— Фрицев ведут!
Сопровождавший нас офицер нес какой-то полосатый мешок. Потом дал его мне и спросил:
— Знаете, что тут?
— Нет.
— Ваши рукописи.
Я вспомнил, что во время допросов они спрашивали, где хранятся мои рукописи о Первой мировой войне. Я сказал, что в подвальном хранилище библиотеки Русского дома в Белграде. Туда ездил офицер (кажется, золотозубый). Он заезжал и к Марии Дмитриевне, надеясь найти еще что-нибудь.
Мы опять летели. Сквозь замерзшие окна трудно было что-нибудь разглядеть. Однако удалось заметить город, от которого остались только высоко торчащие трубы. Нам сказали, что это Кременчуг.
Сделали посадку на совершенно голом поле, на котором, однако, было много народу. Нас выпустили размять ноги.
После короткой разминки мы опять закутались в одеяла и влезли в самолет. Снова полет. Сколько летели, не помню. От долгого сидения конечности стали уже коченеть, когда самолет стал снижаться. Объявили, что садимся в Москве. По-видимому, всех нас охватило какое-то беспокойное чувство, так как было ясно, что мы проходим еще один рубеж, который приближал каждого из нас к какому-то концу.
Когда вывели из самолета, нас сразу же окружил конвой, который сопровождал до посадки в машину без окон. Захлопнулась дверь, и мы погрузились во мрак. Больше я своих спутников уже никогда не увидел.
Автомобиль остановился во дворе какого-то большого здания, которое, однако, мне ничего не говорило. Только потом я узнал, что это знаменитая Лубянка.
Меня высадили одного и тут же повели в баню. Затем стригли всевозможные места, причем парикмахер воскликнул:
— Во, вшей завел!
Да, я ведь уже месяц как не раздевался. Шел конец января 1945 года.
Затем фотографировали в профиль, в фас. Когда показали, не смог себя узнать. И, конечно, дактилоскопия.
Когда все это закончилось, вручили арестантское платье и посадили в камеру, где сидел уже какой-то человек. Мы познакомились. Оказался некто Иванов. Он рассказал, что закончил три академии и пишет работу о том, что у ребенка в возрасте трех-четырех лет наступает перелом, когда у него просыпается собственное «я».

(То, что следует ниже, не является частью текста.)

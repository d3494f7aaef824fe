// Copyright (C) 2025 SyncMyOrders Sp. z o.o.
// SPDX-License-Identifier: AGPL-3.0-or-later
//! LMS client for downsync reads and upsync writes.
//!
//! Wraps the LMS HTTP API with bearer-token auth. All calls use a 10 second
//! timeout. Upstream failures surface as [`LmsError`] carrying the response
//! status so callers can decide whether to retry.

use std::time::Duration;

use reqwest::multipart;
use serde_json::json;
use tracing::{debug, instrument};

use crate::config::LmsConfig;
use crate::error::{LmsError, Result};
use crate::types::{
    DuplicatePolicy, EnrollmentKind, GradePost, LmsAssignment, LmsAssignmentUpdate, LmsCourse,
    LmsFile, LmsSubmission, LmsUser, UploadTicket,
};

const REQUEST_TIMEOUT: Duration = Duration::from_secs(10);

/// Client for the LMS HTTP API.
pub struct LmsClient {
    http: reqwest::Client,
    config: LmsConfig,
}

impl LmsClient {
    /// Create a new client from the given configuration.
    pub fn new(config: LmsConfig) -> Result<Self> {
        let http = reqwest::Client::builder()
            .timeout(REQUEST_TIMEOUT)
            .build()
            .map_err(|e| LmsError::Config(e.to_string()))?;
        Ok(Self { http, config })
    }

    /// Create a client from environment variables.
    pub fn from_env() -> Result<Self> {
        Self::new(LmsConfig::from_env()?)
    }

    /// The adapter configuration.
    pub fn config(&self) -> &LmsConfig {
        &self.config
    }

    fn url(&self, path: &str) -> String {
        format!("{}/{}", self.config.base_url.trim_end_matches('/'), path)
    }

    async fn check(response: reqwest::Response) -> Result<reqwest::Response> {
        let status = response.status();
        if status.is_success() {
            return Ok(response);
        }
        let body = response.text().await.unwrap_or_default();
        let mut body = body;
        body.truncate(512);
        Err(LmsError::Http {
            status: status.as_u16(),
            body,
        })
    }

    async fn get_json<T: serde::de::DeserializeOwned>(
        &self,
        path: &str,
        query: &[(&str, String)],
    ) -> Result<T> {
        let response = self
            .http
            .get(self.url(path))
            .bearer_auth(&self.config.token)
            .query(query)
            .send()
            .await?;
        let response = Self::check(response).await?;
        Ok(response.json().await?)
    }

    // =========================================================================
    // Downsync reads
    // =========================================================================

    /// Fetch the configured course.
    #[instrument(skip(self))]
    pub async fn get_course(&self) -> Result<LmsCourse> {
        debug!(course_id = self.config.course_id, "Fetching course");
        self.get_json(&format!("courses/{}", self.config.course_id), &[])
            .await
    }

    /// List all assignments in the course.
    #[instrument(skip(self))]
    pub async fn list_assignments(&self) -> Result<Vec<LmsAssignment>> {
        self.get_json(
            &format!("courses/{}/assignments", self.config.course_id),
            &[("per_page", "100".to_string())],
        )
        .await
    }

    /// Fetch a single assignment (used for the unpublishable check).
    #[instrument(skip(self))]
    pub async fn get_assignment(&self, assignment_id: i64) -> Result<LmsAssignment> {
        self.get_json(
            &format!(
                "courses/{}/assignments/{}",
                self.config.course_id, assignment_id
            ),
            &[],
        )
        .await
    }

    /// List enrolled users of one kind.
    ///
    /// SIS ids in the result are realm-stripped: callers see bare PIDs.
    #[instrument(skip(self))]
    pub async fn list_users(&self, kind: EnrollmentKind) -> Result<Vec<LmsUser>> {
        let mut users: Vec<LmsUser> = self
            .get_json(
                &format!("courses/{}/users", self.config.course_id),
                &[
                    ("enrollment_type[]", kind.as_str().to_string()),
                    ("per_page", "100".to_string()),
                ],
            )
            .await?;
        for user in &mut users {
            if let Some(sis) = &user.sis_user_id {
                user.sis_user_id = Some(self.config.bare_pid(sis));
            }
        }
        Ok(users)
    }

    /// List submissions for a set of assignments and students.
    #[instrument(skip(self, assignment_ids, student_ids))]
    pub async fn list_submissions(
        &self,
        assignment_ids: &[i64],
        student_ids: &[i64],
        include_history: bool,
    ) -> Result<Vec<LmsSubmission>> {
        let mut query: Vec<(&str, String)> = assignment_ids
            .iter()
            .map(|id| ("assignment_ids[]", id.to_string()))
            .collect();
        if student_ids.is_empty() {
            query.push(("student_ids[]", "all".to_string()));
        } else {
            query.extend(student_ids.iter().map(|id| ("student_ids[]", id.to_string())));
        }
        if include_history {
            query.push(("include[]", "submission_history".to_string()));
        }
        query.push(("per_page", "100".to_string()));

        self.get_json(
            &format!("courses/{}/students/submissions", self.config.course_id),
            &query,
        )
        .await
    }

    // =========================================================================
    // Upsync writes
    // =========================================================================

    /// Upload a file into a course folder.
    ///
    /// The LMS upload is multi-step: request an upload ticket, then POST the
    /// bytes to the returned URL with the ticket params echoed as form
    /// fields. A redirect on the final step is followed to confirm the file.
    #[instrument(skip(self, content), fields(size = content.len()))]
    pub async fn upload_course_file(
        &self,
        folder_path: &str,
        file_name: &str,
        content: Vec<u8>,
        on_duplicate: DuplicatePolicy,
    ) -> Result<LmsFile> {
        debug!(folder_path, file_name, "Requesting upload ticket");

        let response = self
            .http
            .post(self.url(&format!("courses/{}/files", self.config.course_id)))
            .bearer_auth(&self.config.token)
            .form(&[
                ("name", file_name),
                ("parent_folder_path", folder_path),
                ("size", &content.len().to_string()),
                ("on_duplicate", on_duplicate.as_str()),
            ])
            .send()
            .await?;
        let ticket: UploadTicket = Self::check(response)
            .await
            .map_err(|e| LmsError::Upload(e.to_string()))?
            .json()
            .await
            .map_err(|e| LmsError::Upload(e.to_string()))?;

        let mut form = multipart::Form::new();
        for (key, value) in &ticket.upload_params {
            let value = match value {
                serde_json::Value::String(s) => s.clone(),
                other => other.to_string(),
            };
            form = form.text(key.clone(), value);
        }
        form = form.part(
            "file",
            multipart::Part::bytes(content).file_name(file_name.to_string()),
        );

        let response = self
            .http
            .post(&ticket.upload_url)
            .multipart(form)
            .send()
            .await
            .map_err(|e| LmsError::Upload(e.to_string()))?;
        let response = Self::check(response)
            .await
            .map_err(|e| LmsError::Upload(e.to_string()))?;
        let file: LmsFile = response
            .json()
            .await
            .map_err(|e| LmsError::Upload(e.to_string()))?;

        debug!(file_id = file.id, "Upload confirmed");
        Ok(file)
    }

    /// Post a grade for one student on one assignment.
    ///
    /// The grade travels as `posted_grade` in percent form; attached file
    /// ids and an optional text comment ride along.
    #[instrument(skip(self, post), fields(user_id = post.user_id))]
    pub async fn post_grade(&self, assignment_id: i64, post: &GradePost) -> Result<()> {
        let mut body = json!({
            "submission": { "posted_grade": format!("{}%", post.grade_percent) },
        });
        if !post.file_ids.is_empty() || post.comment.is_some() {
            let mut comment = serde_json::Map::new();
            if let Some(text) = &post.comment {
                comment.insert("text_comment".to_string(), json!(text));
            }
            if !post.file_ids.is_empty() {
                comment.insert("file_ids".to_string(), json!(post.file_ids));
            }
            body["comment"] = serde_json::Value::Object(comment);
        }

        let response = self
            .http
            .put(self.url(&format!(
                "courses/{}/assignments/{}/submissions/{}",
                self.config.course_id, assignment_id, post.user_id
            )))
            .bearer_auth(&self.config.token)
            .json(&body)
            .send()
            .await?;
        Self::check(response).await?;
        Ok(())
    }

    /// Push a schedule/publishedness update for an assignment.
    #[instrument(skip(self, update))]
    pub async fn update_assignment(
        &self,
        assignment_id: i64,
        update: &LmsAssignmentUpdate,
    ) -> Result<LmsAssignment> {
        let response = self
            .http
            .put(self.url(&format!(
                "courses/{}/assignments/{}",
                self.config.course_id, assignment_id
            )))
            .bearer_auth(&self.config.token)
            .json(&json!({ "assignment": update }))
            .send()
            .await?;
        let response = Self::check(response).await?;
        Ok(response.json().await?)
    }
}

Сидел он уже два года и еще ни разу не был допрошен. Обвинили же в том, что шпионил в пользу японцев. Оказывается, при каких-то обстоятельствах ему поручили шпионить за японцами. Но, как он пояснил, чтобы ему что-то получить, необходимо было и что-то им сообщить. Он делал какие-то вырезки из газет об экономическом положении СССР, суммировал их и передавал эти сведения японцу. Тот, в свою очередь, что-то давал ему. И вот за эти вырезки его и посадили.
Так как он сидел уже долго, то ему к обеду давали прибавку. Обед был невероятно голодный, он же был добр и этими прибавками со мною делился.
Потом, через некоторое время, меня перевели в другую камеру, в которой уже было три человека. Один из них, который уже успел посидеть у бельгийцев, продолжал сидеть и здесь, говоря при этом, что у бельгийцев было куда приличней. Помню, что он интересовался техникой. Двое же других не оставили о себе никаких воспоминаний.
Затем к нам посадили пожилого человека, очень хорошо выбритого. Он поразил нас тем, что сразу же стал угощать всех американскими галетами. Он говорил, что является немецким подданным, затем признался, что он двуподданный, с одной стороны германский, а с другой — американский подданный, из Арканзаса. У них это, кажется, было возможно. Ему вменили в вину то, что он еще до революции имел в Москве завод с двумя тысячами рабочих. Отсюда следовало, что он был шпион.
Трудно, конечно, было понять, в пользу кого он шпионил. По-видимому, в пользу немцев, но не против России. В конце концов он сам запутался или его запутали. По его рассказам, на допросах, которые происходили еще где-то в Германии, генерал бил его резиновой палкой. Однажды, когда этот генерал в припадке яростной ненависти схватился за нож, присутствовавший на допросе полковник вырвал его из рук генерала, тем самым предотвратив убийство.
Затем его лечили от побоев в больнице, и после этого он попал сюда. Он рассказал нам, что когда советские войска вошли в Берлин, то прежде всего они хотели женщин. Это называлось «организовать», то есть организовать пирушку с немками. Свою жену он как-то спрятал, но других «организовывал» для офицеров.
Затем меня вместе с ним перевели в какую-то другую камеру. Там был очень раздражительный генерал, страдавший сердцем. Он уже сорок раз требовал допроса, но безуспешно.
Этот генерал во время войны командовал, кажется, танковым корпусом. Он рассказывал, что так как получил уже много наград, то расхвастался и в кругу восьми генералов однажды позволил себе говорить то, что думал.